Several tools have overlapping purposes—ask_pipeworx, ask_pipeworx_beta, and ask_pipeworx_grounded are near-twins (beta currently matches the stable router exactly), and deep_research, entity_profile, recent_changes, and compare_entities all fan out across similar data sources. The long descriptions do help differentiate them, but an agent selecting quickly could easily pick the wrong variant.

Naming Consistency3/5

Most tools use snake_case, but the verb style is inconsistent: get_api, list_providers, and validate_claim use verb_noun, while remember/forget/recall are bare verbs and polymarket_arbitrage, entity_profile, and bet_research are noun phrases. The pattern is readable but not predictable enough to infer behavior from the name alone.

Tool Count2/5

At 35 tools, the surface is heavy, and many are hyper-specialized (five separate Polymarket tools, three ask_pipeworx variants, three memory tools).

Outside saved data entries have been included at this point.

//! Inbound protocol handlers
//!
//! The accept loop owns the transport's inbound side: one task per
//! connection, one task per stream, one request/reply exchange per stream.
//! Gossip and direct RPC converge on the same service methods — any
//! verification logic lives there, not here.

use crate::error::WeftNetError;
use crate::framing::{MessageSink, MessageStream};
use crate::service::ReplicationService;
use std::sync::Arc;
use std::time::Duration;
use weft_net_types::transport::{BiStream, Connection, Transport};
use weft_proto::wire::{self, thread_message};

const STREAM_TIMEOUT: Duration = Duration::from_secs(15);

/// Accept inbound connections until the transport closes or the service
/// shuts down.
pub(crate) async fn run_accept_loop<T: Transport>(service: Arc<ReplicationService<T>>) {
    loop {
        tokio::select! {
            _ = service.cancel_token().cancelled() => break,
            conn = service.transport().accept() => {
                let Some(conn) = conn else { break };
                let service = service.clone();
                tokio::spawn(async move {
                    if let Err(e) = handle_connection(service, conn).await {
                        tracing::debug!("Connection handler error: {}", e);
                    }
                });
            }
        }
    }
    tracing::debug!("accept loop ended");
}

/// Handle a single incoming connection (keep accepting streams).
async fn handle_connection<T: Transport>(
    service: Arc<ReplicationService<T>>,
    conn: T::Connection,
) -> Result<(), WeftNetError> {
    let remote = conn.remote_public_key();
    tracing::debug!(peer = %remote, "incoming connection");

    loop {
        match conn.open_bi().await {
            Ok(stream) => {
                let service = service.clone();
                tokio::spawn(async move {
                    if let Err(e) = handle_stream(service, stream).await {
                        tracing::debug!("Stream handler error: {}", e);
                    }
                });
            }
            Err(e) => {
                tracing::debug!("Connection closed: {}", e);
                break;
            }
        }
    }
    Ok(())
}

/// One request/reply exchange on a bidirectional stream. Rejections travel
/// back as an ErrorReply so the caller sees the reason.
async fn handle_stream<T: Transport>(
    service: Arc<ReplicationService<T>>,
    stream: <T::Connection as Connection>::Stream,
) -> Result<(), WeftNetError> {
    let (send, recv) = stream.into_split();
    let mut sink = MessageSink::new(send);
    let mut stream = MessageStream::new(recv);

    let msg = match tokio::time::timeout(STREAM_TIMEOUT, stream.recv()).await {
        Ok(Ok(Some(msg))) => msg,
        Ok(Ok(None)) => return Ok(()), // Stream closed cleanly
        Ok(Err(e)) => return Err(e),
        Err(_) => {
            tracing::debug!("Stream timed out");
            return Ok(());
        }
    };

    let reply = dispatch(&service, msg).await;
    sink.send(&wire::ThreadMessage {
        message: Some(reply),
    })
    .await
}

async fn dispatch<T: Transport>(
    service: &Arc<ReplicationService<T>>,
    msg: wire::ThreadMessage,
) -> thread_message::Message {
    use thread_message::Message;
    match msg.message {
        Some(Message::GetLogsRequest(req)) => match service.get_logs(&req).await {
            Ok(reply) => Message::GetLogsReply(reply),
            Err(e) => error_reply(e),
        },
        Some(Message::PushRecordRequest(req)) => match service.push_record(req).await {
            Ok(reply) => Message::PushRecordReply(reply),
            Err(e) => error_reply(e),
        },
        Some(Message::PullRecordsRequest(req)) => match service.pull_records(&req).await {
            Ok(reply) => Message::PullRecordsReply(reply),
            Err(e) => error_reply(e),
        },
        _ => error_reply(WeftNetError::Protocol("unexpected message".into())),
    }
}

fn error_reply(e: WeftNetError) -> thread_message::Message {
    tracing::debug!(error = %e, "request rejected");
    thread_message::Message::ErrorReply(wire::ErrorReply {
        error: e.to_string(),
    })
}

The breadth is defensible for a multi-domain data platform, but it goes past the comfortable 16-25 range and would benefit from consolidation.

Completeness4/5

The tool set covers the main research lifecycle well: discovery, routing, grounded answers, entity resolution, profiling, comparison, claim validation, change tracking, subscription management, and memory. Minor gaps exist—such as no explicit fetch-by-citation-URI tool and soft-failed patent coverage—but agents can generally work around them.